Il est vrai que dans la poésie d'Apollinaire, le voyageur n'étant pas un individu comme les
autres, ses sentiments sont également différents. Évoluant dans un cadre de vie particulier, ses
préoccupations sont plus spirituelles que matérielles. C'est une personne que rien ne retient et qui
traverse les places sans s'arrêter. Cependant, si comme Apollinaire, il tisse des liens affectifs avec
d'autres personnes, le départ et l'éloignement peuvent être amers. C'est ce que nous avons pu constater
dans L'émigrant de Landor Road, reflet de la douleur d'Apollinaire, ou dans Les poètes. En réponse à
cette mélancolie, nous pourrons ici étudier le regard de ceux qui restent, des personnes qui voient les
autres partir sans pouvoir ni les suivre ni les retenir. Dans Adieu, poème épistolaire destiné à Lou,
Apollinaire avoue son chagrin à cette jeune femme, dont il fut éperdument amoureux, qui part pour
le Nord lorsque lui doit rester à Nîmes.
Aussi la correspondance est+elle un pilier dans le thème du voyage.

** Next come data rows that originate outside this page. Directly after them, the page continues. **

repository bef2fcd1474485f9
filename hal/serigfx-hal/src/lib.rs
//! serigfx Hardware Abstraction Layer
//!
//! Everything the command link needs from the board, expressed as traits so
//! the protocol and the display dispatcher can run on any MCU (and on the
//! host, under test).
//!
//! # Architecture
//!
//! ```text
//! ┌──────────────────────┐          ┌──────────────────────┐
//! │  CPU: GpuLink        │          │  GPU: GpuInterface   │
//! └──────────────────────┘          └──────────────────────┘
//!            │                                 │
//!            ▼                                 ▼
//! ┌─────────────────────────────────────────────────────────┐
//! │  serigfx-hal (this crate - traits)                      │
//! │  ByteStream · InputPin/OutputPin · Clock                │
//! └─────────────────────────────────────────────────────────┘
//!            │                                 │
//!            ▼                                 ▼
//!   embedded-io UART (IoStream)     embedded-hal pins (HalPin)
//! ```
//!
//! # Traits
//!
//! - [`stream::ByteStream`] - Serial byte transport
//! - [`gpio::OutputPin`], [`gpio::InputPin`] - Readiness signalling
//! - [`clock::Clock`] - Monotonic millisecond time source

#![no_std]
#![deny(unsafe_code)]

pub mod clock;
pub mod config;
pub mod gpio;
pub mod io;
pub mod ready;
pub mod stream;

// Re-export key traits at crate root for convenience
pub use clock::Clock;
pub use config::{Baud, LinkConfig};
pub use gpio::{HalPin, InputPin, OutputPin};
pub use io::IoStream;
pub use ready::{poll_ready, wait_ready, LinkState};
pub use stream::{ByteStream, StreamError};
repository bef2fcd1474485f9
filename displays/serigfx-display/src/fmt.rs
//! Logging shims
//!
//! Forward to `defmt` when the `defmt` feature is enabled, otherwise compile
//! to nothing while still borrowing the arguments.

#![allow(unused_macros)]

macro_rules! trace {
    ($s:literal $(, $x:expr)* $(,)?) => {
        {
            #[cfg(feature = "defmt")]
            ::defmt::trace!($s $(, $x)*);
            #[cfg(not(feature = "defmt"))]
            let _ = ($( & $x ),*);
        }
    };
}

macro_rules! debug {
    ($s:literal $(, $x:expr)* $(,)?) => {
        {
            #[cfg(feature = "defmt")]
            ::defmt::debug!($s $(, $x)*);
            #[cfg(not(feature = "defmt"))]
            let _ = ($( & $x ),*);
        }
    };
}

macro_rules! warn {
    ($s:literal $(, $x:expr)* $(,)?) => {
        {
            #[cfg(feature = "defmt")]
            ::defmt::warn!($s $(, $x)*);
            #[cfg(not(feature = "defmt"))]
            let _ = ($( & $x ),*);
        }
    };
}
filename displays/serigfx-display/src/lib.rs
//! GPU-side display components for serigfx
//!
//! This crate provides:
//! - `Canvas` trait for the drawing surface behind the video output
//! - `Dispatcher` that turns received commands into canvas calls, with
//!   swap frame pacing
//! - `GpuInterface`, the receiving endpoint polled from the render loop
//!
//! # Architecture
//!
//! ```text
//! UART ─▶ FrameReceiver ─▶ pending slot ─▶ Dispatcher ─▶ Canvas
//!              │                                │
//!              └─ resync on error               └─ swap pacing (Clock)
//! ```

#![no_std]
#![deny(unsafe_code)]

#[macro_use]
mod fmt;

pub mod canvas;
pub mod dispatch;
pub mod gpu;

// Re-export key types
pub use canvas::Canvas;
pub use dispatch::{
    DispatchOutcome, DispatchStats, Dispatcher, DispatcherConfig, DEFAULT_MIN_SWAP_INTERVAL_MS,
};
pub use gpu::GpuInterface;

Elle permet un étroit
contact entre le monde des « immobiles » et le monde des vagabonds. Les moyens de correspondance
sont par ailleurs glorifiés dans Lettre Océan, un poème particulier appelé calligramme. La disposition
graphique des mots et des phrases forme un dessin. Plutôt rare jusqu'au début du XXème siècle, ce
genre est popularisé par Apollinaire. La dimension visuelle des calligrammes en font parfois de
véritables chef d'œuvres du mouvement Dada. La présence d'un calligramme était donc obligatoire
dans cette anthologie puisque ce genre poétique est une caractéristique d'Apollinaire et qu'il contribua
à sa célébrité. Dans Lettre Océan, nous retrouvons les traces d'un billet qui traverse l'Atlantique via un
réseau de communication. Depuis la France jusqu'au Mexique, nous le suivons à travers les bureaux
de poste et les télégraphes... Il marque une relation entre deux personnages séparés par l'océan, l'un
étant parti en Amérique. Cependant, si la correspondance permet de garder le lien entre les personnes,
elle apparaît aussi comme un ultime fil qui rattache le voyageur au monde réel.